Excerpts from a dataset:
_ _ _ _
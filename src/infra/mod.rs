// ============================================================
// Layer 6 — Infrastructure Layer
// ============================================================
// Persistence and reporting used by the training and scoring
// paths:
//
//   checkpoint.rs      — hparams.json + full-precision weight
//                        records per epoch, latest-epoch pointer,
//                        pretrained encoder records
//
//   tokenizer_store.rs — builds a word-level tokenizer from the
//                        training texts or loads a stored one, so
//                        training and scoring share a vocabulary
//
//   metrics.rs         — CsvLogSink: every logged scalar, step or
//                        epoch granularity, appended to metrics.csv
//
// Reference: Burn Book §5 (Checkpointing)

/// Model checkpoint saving and loading
pub mod checkpoint;

/// Tokenizer building, saving, and loading
pub mod tokenizer_store;

/// CSV metrics sink
pub mod metrics;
_ _ _ _
## AIM OF THE TASK
Using the data above, repeat every line exactly.

## OUTPUT FOR THIS EXERCISE
filename src/infra/mod.rs
// ============================================================
// Layer 6 — Infrastructure Layer
// ============================================================
// Persistence and reporting used by the training and scoring
// paths:
//
//   checkpoint.rs      — hparams.json + full-precision weight
//                        records per epoch, latest-epoch pointer,
//                        pretrained encoder records
//
//   tokenizer_store.rs — builds a word-level tokenizer from the
//                        training texts or loads a stored one, so
//                        training and scoring share a vocabulary
//
//   metrics.rs         — CsvLogSink: every logged scalar, step or
//                        epoch granularity, appended to metrics.csv
//
// Reference: Burn Book §5 (Checkpointing)

/// Model checkpoint saving and loading
pub mod checkpoint;

/// Tokenizer building, saving, and loading
pub mod tokenizer_store;

/// CSV metrics sink
pub mod metrics;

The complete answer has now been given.